WHAT YOU WILL DO
The answer should contain each record below, repeated exactly.

TASK INPUT

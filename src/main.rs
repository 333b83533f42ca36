//! cardlens main entry point
//!
//! This is the command-line interface for the cardlens catalog extractor.

use anyhow::Context;
use cardlens::config::{load_config_with_hash, Config};
use cardlens::{CardError, CardId, Catalog, SearchQuery};
use clap::{Parser, Subcommand};
use serde::Serialize;
use std::future::Future;
use std::path::PathBuf;
use std::process::ExitCode;
use tracing_subscriber::EnvFilter;

/// cardlens: structured card records from a JavaScript-rendered catalog
///
/// cardlens drives a headless browser against the official card database,
/// waits for client-side rendering, and prints search results or card
/// details as JSON on stdout.
#[derive(Parser, Debug)]
#[command(name = "cardlens")]
#[command(version = "1.0.0")]
#[command(about = "Browser-driven card catalog extractor", long_about = None)]
struct Cli {
    /// Path to TOML configuration file (defaults apply when omitted)
    #[arg(short, long, value_name = "CONFIG", global = true)]
    config: Option<PathBuf>,

    /// Increase logging verbosity (-v, -vv, -vvv)
    #[arg(short, long, action = clap::ArgAction::Count, global = true)]
    verbose: u8,

    /// Suppress non-error output
    #[arg(short, long, conflicts_with = "verbose", global = true)]
    quiet: bool,

    #[command(subcommand)]
    command: Command,
}

#[derive(Subcommand, Debug)]
enum Command {
    /// Search the catalog by name, card id and/or category
    Search {
        /// Part of the card name
        #[arg(long)]
        name: Option<String>,

        /// Exact five-digit card id
        #[arg(long)]
        card_id: Option<String>,

        /// Category, e.g. "グッズ", "Supporter" or "energy"
        #[arg(long)]
        category: Option<String>,
    },

    /// Fetch the full record of one card
    Detail {
        /// Five-digit card id
        #[arg(value_name = "CARD_ID")]
        card_id: String,

        /// Regulation segment of the detail URL; pass "" to omit it
        #[arg(long)]
        regulation: Option<String>,
    },
}

/// Exit status of a run cut short by Ctrl-C (128 + SIGINT)
const INTERRUPTED_EXIT_CODE: u8 = 130;

/// How a command run ended when it did not fail
#[derive(Debug, PartialEq, Eq)]
enum Finished {
    Completed,
    Interrupted,
}

#[tokio::main]
async fn main() -> anyhow::Result<ExitCode> {
    let cli = Cli::parse();

    // Setup logging based on verbosity
    setup_logging(cli.verbose, cli.quiet);

    let config = load_configuration(cli.config.as_deref())?;
    let catalog = Catalog::with_chromium(config);

    let outcome = run_or_interrupt(run(&catalog, cli.command), tokio::signal::ctrl_c()).await;

    if let Err(e) = catalog.shutdown().await {
        tracing::warn!("Browser shutdown failed: {}", e);
    }

    Ok(match outcome? {
        Finished::Completed => ExitCode::SUCCESS,
        Finished::Interrupted => ExitCode::from(INTERRUPTED_EXIT_CODE),
    })
}

/// Runs `work` unless `interrupt` resolves first
async fn run_or_interrupt<W, I>(work: W, interrupt: I) -> anyhow::Result<Finished>
where
    W: Future<Output = anyhow::Result<()>>,
    I: Future,
{
    tokio::select! {
        result = work => result.map(|()| Finished::Completed),
        _ = interrupt => {
            tracing::warn!("Interrupted, shutting down browser");
            Ok(Finished::Interrupted)
        }
    }
}

/// Sets up the logging/tracing subscriber based on verbosity level
///
/// Logs go to stderr so stdout carries nothing but JSON.
fn setup_logging(verbose: u8, quiet: bool) {
    let filter = if quiet {
        // Only show errors
        EnvFilter::new("error")
    } else {
        match verbose {
            0 => EnvFilter::new("cardlens=info,warn"),
            1 => EnvFilter::new("cardlens=debug,info"),
            2 => EnvFilter::new("cardlens=trace,debug"),
            _ => EnvFilter::new("trace"),
        }
    };

    tracing_subscriber::fmt()
        .with_env_filter(filter)
        .with_writer(std::io::stderr)
        .with_target(false)
        .with_thread_ids(false)
        .with_file(false)
        .init();
}

fn load_configuration(path: Option<&std::path::Path>) -> anyhow::Result<Config> {
    let Some(path) = path else {
        tracing::info!("No configuration file given, using defaults");
        return Ok(Config::default());
    };

    tracing::info!("Loading configuration from: {}", path.display());
    let (config, hash) = load_config_with_hash(path)
        .with_context(|| format!("failed to load configuration from {}", path.display()))?;
    tracing::info!("Configuration loaded successfully (hash: {})", hash);
    Ok(config)
}

async fn run(catalog: &Catalog, command: Command) -> anyhow::Result<()> {
    match command {
        Command::Search {
            name,
            card_id,
            category,
        } => {
            let query = SearchQuery {
                name,
                card_id: card_id.as_deref().map(CardId::parse).transpose().map_err(report)?,
                category,
            };
            if query.is_empty() {
                return Err(report(CardError::InvalidParameter(
                    "at least one of --name, --card-id or --category is required".to_string(),
                )));
            }

            let cards = catalog.search(&query).await.map_err(report)?;
            print_json(&cards)
        }
        Command::Detail {
            card_id,
            regulation,
        } => {
            let card_id = CardId::parse(&card_id).map_err(report)?;
            let detail = catalog
                .detail(&card_id, regulation.as_deref())
                .await
                .map_err(report)?;
            print_json(&detail)
        }
    }
}

/// Logs a library error with its caller-facing classification
fn report(err: CardError) -> anyhow::Error {
    let kind = err.kind();
    tracing::error!("{} ({} {})", err, kind.status_code(), kind.code());
    anyhow::Error::new(err)
}

fn print_json<T: Serialize>(value: &T) -> anyhow::Result<()> {
    let json = serde_json::to_string_pretty(value).context("failed to serialize output")?;
    println!("{}", json);
    Ok(())
}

EXERCISE ANSWER
filename src/main.rs
repository 333b83533f42ca36
//! cardlens main entry point
//!
//! This is the command-line interface for the cardlens catalog extractor.

use anyhow::Context;
use cardlens::config::{load_config_with_hash, Config};
use cardlens::{CardError, CardId, Catalog, SearchQuery};
use clap::{Parser, Subcommand};
use serde::Serialize;
use std::future::Future;
use std::path::PathBuf;
use std::process::ExitCode;
use tracing_subscriber::EnvFilter;

/// cardlens: structured card records from a JavaScript-rendered catalog
///
/// cardlens drives a headless browser against the official card database,
/// waits for client-side rendering, and prints search results or card
/// details as JSON on stdout.
#[derive(Parser, Debug)]
#[command(name = "cardlens")]
#[command(version = "1.0.0")]
#[command(about = "Browser-driven card catalog extractor", long_about = None)]
struct Cli {
    /// Path to TOML configuration file (defaults apply when omitted)
    #[arg(short, long, value_name = "CONFIG", global = true)]
    config: Option<PathBuf>,

    /// Increase logging verbosity (-v, -vv, -vvv)
    #[arg(short, long, action = clap::ArgAction::Count, global = true)]
    verbose: u8,

    /// Suppress non-error output
    #[arg(short, long, conflicts_with = "verbose", global = true)]
    quiet: bool,

    #[command(subcommand)]
    command: Command,
}

#[derive(Subcommand, Debug)]
enum Command {
    /// Search the catalog by name, card id and/or category
    Search {
        /// Part of the card name
        #[arg(long)]
        name: Option<String>,

        /// Exact five-digit card id
        #[arg(long)]
        card_id: Option<String>,

        /// Category, e.g. "グッズ", "Supporter" or "energy"
        #[arg(long)]
        category: Option<String>,
    },

    /// Fetch the full record of one card
    Detail {
        /// Five-digit card id
        #[arg(value_name = "CARD_ID")]
        card_id: String,

        /// Regulation segment of the detail URL; pass "" to omit it
        #[arg(long)]
        regulation: Option<String>,
    },
}

/// Exit status of a run cut short by Ctrl-C (128 + SIGINT)
const INTERRUPTED_EXIT_CODE: u8 = 130;

/// How a command run ended when it did not fail
#[derive(Debug, PartialEq, Eq)]
enum Finished {
    Completed,
    Interrupted,
}

#[tokio::main]
async fn main() -> anyhow::Result<ExitCode> {
    let cli = Cli::parse();

    // Setup logging based on verbosity
    setup_logging(cli.verbose, cli.quiet);

    let config = load_configuration(cli.config.as_deref())?;
    let catalog = Catalog::with_chromium(config);

    let outcome = run_or_interrupt(run(&catalog, cli.command), tokio::signal::ctrl_c()).await;

    if let Err(e) = catalog.shutdown().await {
        tracing::warn!("Browser shutdown failed: {}", e);
    }

    Ok(match outcome? {
        Finished::Completed => ExitCode::SUCCESS,
        Finished::Interrupted => ExitCode::from(INTERRUPTED_EXIT_CODE),
    })
}

/// Runs `work` unless `interrupt` resolves first
async fn run_or_interrupt<W, I>(work: W, interrupt: I) -> anyhow::Result<Finished>
where
    W: Future<Output = anyhow::Result<()>>,
    I: Future,
{
    tokio::select! {
        result = work => result.map(|()| Finished::Completed),
        _ = interrupt => {
            tracing::warn!("Interrupted, shutting down browser");
            Ok(Finished::Interrupted)
        }
    }
}

/// Sets up the logging/tracing subscriber based on verbosity level
///
/// Logs go to stderr so stdout carries nothing but JSON.
fn setup_logging(verbose: u8, quiet: bool) {
    let filter = if quiet {
        // Only show errors
        EnvFilter::new("error")
    } else {
        match verbose {
            0 => EnvFilter::new("cardlens=info,warn"),
            1 => EnvFilter::new("cardlens=debug,info"),
            2 => EnvFilter::new("cardlens=trace,debug"),
            _ => EnvFilter::new("trace"),
        }
    };

    tracing_subscriber::fmt()
        .with_env_filter(filter)
        .with_writer(std::io::stderr)
        .with_target(false)
        .with_thread_ids(false)
        .with_file(false)
        .init();
}

fn load_configuration(path: Option<&std::path::Path>) -> anyhow::Result<Config> {
    let Some(path) = path else {
        tracing::info!("No configuration file given, using defaults");
        return Ok(Config::default());
    };

    tracing::info!("Loading configuration from: {}", path.display());
    let (config, hash) = load_config_with_hash(path)
        .with_context(|| format!("failed to load configuration from {}", path.display()))?;
    tracing::info!("Configuration loaded successfully (hash: {})", hash);
    Ok(config)
}

async fn run(catalog: &Catalog, command: Command) -> anyhow::Result<()> {
    match command {
        Command::Search {
            name,
            card_id,
            category,
        } => {
            let query = SearchQuery {
                name,
                card_id: card_id.as_deref().map(CardId::parse).transpose().map_err(report)?,
                category,
            };
            if query.is_empty() {
                return Err(report(CardError::InvalidParameter(
                    "at least one of --name, --card-id or --category is required".to_string(),
                )));
            }

            let cards = catalog.search(&query).await.map_err(report)?;
            print_json(&cards)
        }
        Command::Detail {
            card_id,
            regulation,
        } => {
            let card_id = CardId::parse(&card_id).map_err(report)?;
            let detail = catalog
                .detail(&card_id, regulation.as_deref())
                .await
                .map_err(report)?;
            print_json(&detail)
        }
    }
}

/// Logs a library error with its caller-facing classification
fn report(err: CardError) -> anyhow::Error {
    let kind = err.kind();
    tracing::error!("{} ({} {})", err, kind.status_code(), kind.code());
    anyhow::Error::new(err)
}

fn print_json<T: Serialize>(value: &T) -> anyhow::Result<()> {
    let json = serde_json::to_string_pretty(value).context("failed to serialize output")?;
    println!("{}", json);
    Ok(())
}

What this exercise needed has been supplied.